// Copyright (c) 2025 Geoffrey Huntley <ghuntley@ghuntley.com>. All rights reserved.
// SPDX-License-Identifier: Proprietary

//! Domain events published on role and scope changes.
//!
//! Subscribers such as audit logging or permission-cache invalidation call
//! [`EventBus::subscribe`]. Publishing never blocks; a subscriber that falls
//! more than the channel capacity behind observes `RecvError::Lagged`.

use serde::Serialize;
use tokio::sync::broadcast;

use crate::assignment::RoleAssignment;
use crate::types::ScopeRef;

/// Default broadcast channel capacity.
pub const DEFAULT_EVENT_CAPACITY: usize = 1024;

#[derive(Debug, Clone, PartialEq, Eq, Serialize)]
#[serde(tag = "type", rename_all = "snake_case")]
pub enum AuthzEvent {
	RoleAssigned {
		assignment: RoleAssignment,
		/// Role replaced by this assignment, if the subject already held one.
		previous_role: Option<String>,
	},
	RoleRevoked {
		assignment: RoleAssignment,
	},
	ScopeRemoved {
		scope: ScopeRef,
		/// The scope and all of its descendants.
		removed: Vec<ScopeRef>,
		revoked_assignments: usize,
	},
}

impl AuthzEvent {
	pub fn name(&self) -> &'static str {
		match self {
			AuthzEvent::RoleAssigned { .. } => "role_assigned",
			AuthzEvent::RoleRevoked { .. } => "role_revoked",
			AuthzEvent::ScopeRemoved { .. } => "scope_removed",
		}
	}
}

#[derive(Debug, Clone)]
pub struct EventBus {
	sender: broadcast::Sender<AuthzEvent>,
}

impl EventBus {
	pub fn new(capacity: usize) -> Self {
		let (sender, _) = broadcast::channel(capacity.max(1));
		Self { sender }
	}

	pub fn subscribe(&self) -> broadcast::Receiver<AuthzEvent> {
		self.sender.subscribe()
	}

	/// Publish an event, returning how many subscribers received it.
	pub fn publish(&self, event: AuthzEvent) -> usize {
		let name = event.name();
		match self.sender.send(event) {
			Ok(receivers) => {
				tracing::trace!(event = name, receivers, "event published");
				receivers
			}
			Err(_) => 0,
		}
	}

	pub fn receiver_count(&self) -> usize {
		self.sender.receiver_count()
	}
}

impl Default for EventBus {
	fn default() -> Self {
		Self::new(DEFAULT_EVENT_CAPACITY)
	}
}
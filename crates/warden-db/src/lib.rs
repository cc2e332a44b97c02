// Copyright (c) 2025 Geoffrey Huntley <ghuntley@ghuntley.com>. All rights reserved.
// SPDX-License-Identifier: Proprietary

//! SQLite persistence for Warden.
//!
//! - `pool` - pool creation and schema migrations
//! - `role` - [`RoleRepository`], a [`warden_core::RoleStore`]
//! - `assignment` - [`AssignmentRepository`], a [`warden_core::AssignmentStore`]

pub mod assignment;
pub mod error;
pub mod pool;
pub mod role;
pub mod testing;

pub use assignment::AssignmentRepository;
pub use error::{DbError, Result};
pub use pool::{create_pool, run_migrations};
pub use role::RoleRepository;
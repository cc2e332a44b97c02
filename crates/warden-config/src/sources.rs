// Copyright (c) 2025 Geoffrey Huntley <ghuntley@ghuntley.com>. All rights reserved.
// SPDX-License-Identifier: Proprietary

//! Configuration sources: built-in defaults, TOML files and environment variables.

use std::path::PathBuf;

use tracing::{debug, trace};

use crate::error::ConfigError;
use crate::layer::WardenConfigLayer;
use crate::sections::{
	DatabaseConfigLayer, EventsConfigLayer, LoggingConfigLayer, PolicyConfigLayer,
};

/// Source precedence levels (higher = overrides lower).
#[derive(Debug, Clone, Copy, PartialEq, Eq, PartialOrd, Ord)]
pub enum Precedence {
	Defaults = 10,
	ConfigFile = 20,
	Environment = 50,
}

/// Trait for configuration sources.
pub trait ConfigSource: Send + Sync {
	fn name(&self) -> &'static str;
	fn precedence(&self) -> Precedence;
	fn load(&self) -> Result<WardenConfigLayer, ConfigError>;
}

/// Built-in defaults source.
pub struct DefaultsSource;

impl ConfigSource for DefaultsSource {
	fn name(&self) -> &'static str {
		"defaults"
	}

	fn precedence(&self) -> Precedence {
		Precedence::Defaults
	}

	fn load(&self) -> Result<WardenConfigLayer, ConfigError> {
		debug!("loading defaults");
		Ok(WardenConfigLayer::default())
	}
}

/// TOML file configuration source. A missing file contributes nothing.
pub struct TomlSource {
	path: PathBuf,
}

impl TomlSource {
	pub fn new(path: impl Into<PathBuf>) -> Self {
		Self { path: path.into() }
	}

	pub fn system() -> Self {
		Self::new("/etc/warden/warden.toml")
	}
}

impl ConfigSource for TomlSource {
	fn name(&self) -> &'static str {
		"toml-config"
	}

	fn precedence(&self) -> Precedence {
		Precedence::ConfigFile
	}

	fn load(&self) -> Result<WardenConfigLayer, ConfigError> {
		if !self.path.exists() {
			debug!(path = %self.path.display(), "config file not found, skipping");
			return Ok(WardenConfigLayer::default());
		}

		debug!(path = %self.path.display(), "loading config file");
		let content = std::fs::read_to_string(&self.path).map_err(|e| ConfigError::FileRead {
			path: self.path.clone(),
			source: e,
		})?;

		let layer: WardenConfigLayer =
			toml::from_str(&content).map_err(|e| ConfigError::TomlParse {
				path: self.path.clone(),
				source: e,
			})?;

		trace!("parsed config layer from TOML");
		Ok(layer)
	}
}

/// Environment variable source.
///
/// Convention: WARDEN_<SECTION>_<FIELD>
///
/// | Variable | Field |
/// |----------|-------|
/// | `WARDEN_DATABASE_URL` | `database.url` |
/// | `WARDEN_DATABASE_MAX_CONNECTIONS` | `database.max_connections` |
/// | `WARDEN_LOG_LEVEL` | `logging.level` |
/// | `WARDEN_LOG_JSON` | `logging.json` |
/// | `WARDEN_EVENTS_CAPACITY` | `events.capacity` |
/// | `WARDEN_POLICY_PATH` | `policy.path` |
/// | `WARDEN_POLICY_BUILTIN_ROLES` | `policy.builtin_roles` |
/// | `WARDEN_POLICY_BUILTIN_OPERATIONS` | `policy.builtin_operations` |
pub struct EnvSource;

impl EnvSource {
	/// Build a layer from an arbitrary variable lookup instead of the process
	/// environment.
	pub fn load_from(
		lookup: impl Fn(&str) -> Option<String>,
	) -> Result<WardenConfigLayer, ConfigError> {
		let env = Env { lookup };
		Ok(WardenConfigLayer {
			database: Some(DatabaseConfigLayer {
				url: env.var("WARDEN_DATABASE_URL"),
				max_connections: env.number("WARDEN_DATABASE_MAX_CONNECTIONS")?,
			}),
			logging: Some(LoggingConfigLayer {
				level: env.var("WARDEN_LOG_LEVEL"),
				json: env.bool("WARDEN_LOG_JSON")?,
			}),
			events: Some(EventsConfigLayer {
				capacity: env.number("WARDEN_EVENTS_CAPACITY")?,
			}),
			policy: Some(PolicyConfigLayer {
				path: env.var("WARDEN_POLICY_PATH").map(PathBuf::from),
				builtin_roles: env.bool("WARDEN_POLICY_BUILTIN_ROLES")?,
				builtin_operations: env.bool("WARDEN_POLICY_BUILTIN_OPERATIONS")?,
			}),
		})
	}
}

impl ConfigSource for EnvSource {
	fn name(&self) -> &'static str {
		"environment"
	}

	fn precedence(&self) -> Precedence {
		Precedence::Environment
	}

	fn load(&self) -> Result<WardenConfigLayer, ConfigError> {
		debug!("loading environment variables");
		Self::load_from(|name| std::env::var(name).ok())
	}
}

struct Env<F> {
	lookup: F,
}

impl<F: Fn(&str) -> Option<String>> Env<F> {
	fn var(&self, name: &str) -> Option<String> {
		(self.lookup)(name).filter(|s| !s.is_empty())
	}

	fn bool(&self, name: &str) -> Result<Option<bool>, ConfigError> {
		match self.var(name) {
			Some(v) if v.eq_ignore_ascii_case("true") || v == "1" => Ok(Some(true)),
			Some(v) if v.eq_ignore_ascii_case("false") || v == "0" => Ok(Some(false)),
			Some(v) => Err(ConfigError::InvalidValue {
				key: name.to_string(),
				message: format!("invalid boolean value '{v}'"),
			}),
			None => Ok(None),
		}
	}

	fn number<T: std::str::FromStr>(&self, name: &str) -> Result<Option<T>, ConfigError> {
		match self.var(name) {
			Some(v) => v.parse().map(Some).map_err(|_| ConfigError::InvalidValue {
				key: name.to_string(),
				message: format!("invalid unsigned integer value '{v}'"),
			}),
			None => Ok(None),
		}
	}
}

#[cfg(test)]
mod tests {
	use super::*;
	use std::collections::HashMap;

	fn lookup(vars: &[(&str, &str)]) -> impl Fn(&str) -> Option<String> {
		let vars: HashMap<String, String> = vars
			.iter()
			.map(|(k, v)| (k.to_string(), v.to_string()))
			.collect();
		move |name| vars.get(name).cloned()
	}

	mod env {
		use super::*;

		#[test]
		fn reads_every_section() {
			let layer = EnvSource::load_from(lookup(&[
				("WARDEN_DATABASE_URL", "sqlite::memory:"),
				("WARDEN_DATABASE_MAX_CONNECTIONS", "2"),
				("WARDEN_LOG_LEVEL", "debug"),
				("WARDEN_LOG_JSON", "1"),
				("WARDEN_EVENTS_CAPACITY", "32"),
				("WARDEN_POLICY_PATH", "/srv/policy.toml"),
				("WARDEN_POLICY_BUILTIN_ROLES", "false"),
			]))
			.unwrap();

			let database = layer.database.unwrap();
			assert_eq!(database.url.as_deref(), Some("sqlite::memory:"));
			assert_eq!(database.max_connections, Some(2));
			let logging = layer.logging.unwrap();
			assert_eq!(logging.level.as_deref(), Some("debug"));
			assert_eq!(logging.json, Some(true));
			assert_eq!(layer.events.unwrap().capacity, Some(32));
			let policy = layer.policy.unwrap();
			assert_eq!(policy.path, Some(PathBuf::from("/srv/policy.toml")));
			assert_eq!(policy.builtin_roles, Some(false));
			assert_eq!(policy.builtin_operations, None);
		}

		#[test]
		fn empty_values_count_as_unset() {
			let layer = EnvSource::load_from(lookup(&[("WARDEN_LOG_LEVEL", "")])).unwrap();
			assert!(layer.logging.unwrap().level.is_none());
		}

		#[test]
		fn malformed_capacity_is_rejected() {
			let err = EnvSource::load_from(lookup(&[("WARDEN_EVENTS_CAPACITY", "lots")]))
				.unwrap_err();
			assert!(matches!(
				err,
				ConfigError::InvalidValue { ref key, .. } if key == "WARDEN_EVENTS_CAPACITY"
			));
		}

		#[test]
		fn malformed_boolean_is_rejected() {
			let err =
				EnvSource::load_from(lookup(&[("WARDEN_LOG_JSON", "yes please")])).unwrap_err();
			assert!(err.to_string().contains("WARDEN_LOG_JSON"));
		}
	}

	mod toml_file {
		use super::*;
		use std::io::Write;

		#[test]
		fn missing_file_is_skipped() {
			let dir = tempfile::tempdir().unwrap();
			let layer = TomlSource::new(dir.path().join("absent.toml")).load().unwrap();
			assert!(layer.database.is_none());
		}

		#[test]
		fn parses_sections() {
			let mut file = tempfile::NamedTempFile::new().unwrap();
			writeln!(
				file,
				r#"
[database]
url = "sqlite:/tmp/warden.db"

[policy]
path = "policy.toml"
builtin_operations = false
"#
			)
			.unwrap();

			let layer = TomlSource::new(file.path()).load().unwrap();
			assert_eq!(
				layer.database.unwrap().url.as_deref(),
				Some("sqlite:/tmp/warden.db")
			);
			assert_eq!(layer.policy.unwrap().builtin_operations, Some(false));
		}

		#[test]
		fn parse_errors_name_the_file() {
			let mut file = tempfile::NamedTempFile::new().unwrap();
			writeln!(file, "[database\nurl = ").unwrap();

			let err = TomlSource::new(file.path()).load().unwrap_err();
			assert!(matches!(err, ConfigError::TomlParse { ref path, .. } if path == file.path()));
		}
	}

	#[test]
	fn precedence_orders_environment_last() {
		let mut sources: Vec<Box<dyn ConfigSource>> = vec![
			Box::new(EnvSource),
			Box::new(DefaultsSource),
			Box::new(TomlSource::system()),
		];
		sources.sort_by_key(|s| s.precedence());
		let names: Vec<_> = sources.iter().map(|s| s.name()).collect();
		assert_eq!(names, vec!["defaults", "toml-config", "environment"]);
	}
}
// Copyright (c) 2025 Geoffrey Huntley <ghuntley@ghuntley.com>. All rights reserved.
// SPDX-License-Identifier: Proprietary

//! Policy bootstrap configuration.

use std::path::PathBuf;

use serde::Deserialize;

#[derive(Debug, Clone, PartialEq)]
pub struct PolicyConfig {
	/// Policy TOML applied at startup, if any.
	pub path: Option<PathBuf>,
	/// Install the built-in roles (ADMIN, BUILDER, ...) into the role store.
	pub builtin_roles: bool,
	/// Register the default scope types and operation catalog.
	pub builtin_operations: bool,
}

impl Default for PolicyConfig {
	fn default() -> Self {
		Self {
			path: None,
			builtin_roles: true,
			builtin_operations: true,
		}
	}
}

#[derive(Debug, Clone, Default, Deserialize)]
#[serde(deny_unknown_fields)]
pub struct PolicyConfigLayer {
	#[serde(default)]
	pub path: Option<PathBuf>,
	#[serde(default)]
	pub builtin_roles: Option<bool>,
	#[serde(default)]
	pub builtin_operations: Option<bool>,
}

impl PolicyConfigLayer {
	pub fn merge(&mut self, other: Self) {
		if other.path.is_some() {
			self.path = other.path;
		}
		if other.builtin_roles.is_some() {
			self.builtin_roles = other.builtin_roles;
		}
		if other.builtin_operations.is_some() {
			self.builtin_operations = other.builtin_operations;
		}
	}

	pub fn finalize(self) -> PolicyConfig {
		PolicyConfig {
			path: self.path,
			builtin_roles: self.builtin_roles.unwrap_or(true),
			builtin_operations: self.builtin_operations.unwrap_or(true),
		}
	}
}
// Copyright (c) 2025 Geoffrey Huntley <ghuntley@ghuntley.com>. All rights reserved.
// SPDX-License-Identifier: Proprietary

mod database;
mod events;
mod logging;
mod policy;

pub use database::{DatabaseConfig, DatabaseConfigLayer, DEFAULT_DATABASE_URL};
pub use events::{EventsConfig, EventsConfigLayer, DEFAULT_EVENT_CAPACITY};
pub use logging::{LoggingConfig, LoggingConfigLayer};
pub use policy::{PolicyConfig, PolicyConfigLayer};
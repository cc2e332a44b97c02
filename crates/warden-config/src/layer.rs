// Copyright (c) 2025 Geoffrey Huntley <ghuntley@ghuntley.com>. All rights reserved.
// SPDX-License-Identifier: Proprietary

//! Partial configuration as produced by a single source.

use serde::Deserialize;

use crate::sections::{
	DatabaseConfigLayer, EventsConfigLayer, LoggingConfigLayer, PolicyConfigLayer,
};

/// One source's view of the configuration. Absent sections and fields are
/// left to lower-precedence sources.
#[derive(Debug, Clone, Default, Deserialize)]
#[serde(deny_unknown_fields)]
pub struct WardenConfigLayer {
	#[serde(default)]
	pub database: Option<DatabaseConfigLayer>,
	#[serde(default)]
	pub logging: Option<LoggingConfigLayer>,
	#[serde(default)]
	pub events: Option<EventsConfigLayer>,
	#[serde(default)]
	pub policy: Option<PolicyConfigLayer>,
}

fn merge_section<T>(base: &mut Option<T>, other: Option<T>, merge: impl FnOnce(&mut T, T)) {
	match (base.as_mut(), other) {
		(Some(existing), Some(incoming)) => merge(existing, incoming),
		(None, Some(incoming)) => *base = Some(incoming),
		(_, None) => {}
	}
}

impl WardenConfigLayer {
	/// Overlay `other` on top of `self`; values set in `other` win.
	pub fn merge(&mut self, other: WardenConfigLayer) {
		merge_section(&mut self.database, other.database, DatabaseConfigLayer::merge);
		merge_section(&mut self.logging, other.logging, LoggingConfigLayer::merge);
		merge_section(&mut self.events, other.events, EventsConfigLayer::merge);
		merge_section(&mut self.policy, other.policy, PolicyConfigLayer::merge);
	}
}
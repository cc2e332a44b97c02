// Copyright (c) 2025 Geoffrey Huntley <ghuntley@ghuntley.com>. All rights reserved.
// SPDX-License-Identifier: Proprietary

use warden_core::StoreError;

#[derive(Debug, thiserror::Error)]
pub enum DbError {
	#[error("Database error: {0}")]
	Sqlx(#[from] sqlx::Error),

	#[error("Migration {version} failed: {source}")]
	Migration {
		version: i64,
		#[source]
		source: sqlx::Error,
	},

	#[error("Internal: {0}")]
	Internal(String),

	#[error("Corrupt row: {0}")]
	Corrupt(String),

	#[error("Serialization error: {0}")]
	Serialization(#[from] serde_json::Error),
}

pub type Result<T> = std::result::Result<T, DbError>;

impl From<DbError> for StoreError {
	fn from(err: DbError) -> Self {
		match err {
			DbError::Corrupt(message) => StoreError::Corrupt(message),
			DbError::Serialization(e) => StoreError::Corrupt(e.to_string()),
			other => StoreError::backend(other),
		}
	}
}
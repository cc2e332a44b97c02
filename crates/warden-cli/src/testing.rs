// Copyright (c) 2025 Geoffrey Huntley <ghuntley@ghuntley.com>. All rights reserved.
// SPDX-License-Identifier: Proprietary

use std::io::Write;

use warden_config::WardenConfig;
use warden_core::AccessControl;

pub(crate) const POLICY: &str = r#"
[[scopes]]
scope = "workspace:1"

[[scopes]]
scope = "application:2"
parent = "workspace:1"

[[scopes]]
scope = "database_table:10"
parent = "application:2"

[[roles]]
name = "TABLE_READER"
rules = [{ effect = "allow", match = { exact = "database.table.read" } }]

[[assignments]]
subject = "user:7"
role = "VIEWER"
scope = "workspace:1"
"#;

pub(crate) fn policy_file() -> tempfile::NamedTempFile {
	let mut file = tempfile::NamedTempFile::new().unwrap();
	write!(file, "{POLICY}").unwrap();
	file
}

/// Service on a fresh in-memory database with [`POLICY`] applied. The policy
/// file is returned so it outlives the service.
pub(crate) async fn service() -> (AccessControl, tempfile::NamedTempFile) {
	let policy = policy_file();
	let mut config = WardenConfig::default();
	config.policy.path = Some(policy.path().to_path_buf());

	let pool = warden_db::testing::create_memory_pool().await.unwrap();
	let access = crate::bootstrap::build(pool, &config).await.unwrap();
	(access, policy)
}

· · · ·

_Problem details_
Return all lines of the material that have "PartialEq" in them.

_The completed task_
#[derive(Debug, Clone, PartialEq, Eq, Serialize)]
#[derive(Debug, Clone, Copy, PartialEq, Eq, PartialOrd, Ord)]
#[derive(Debug, Clone, PartialEq)]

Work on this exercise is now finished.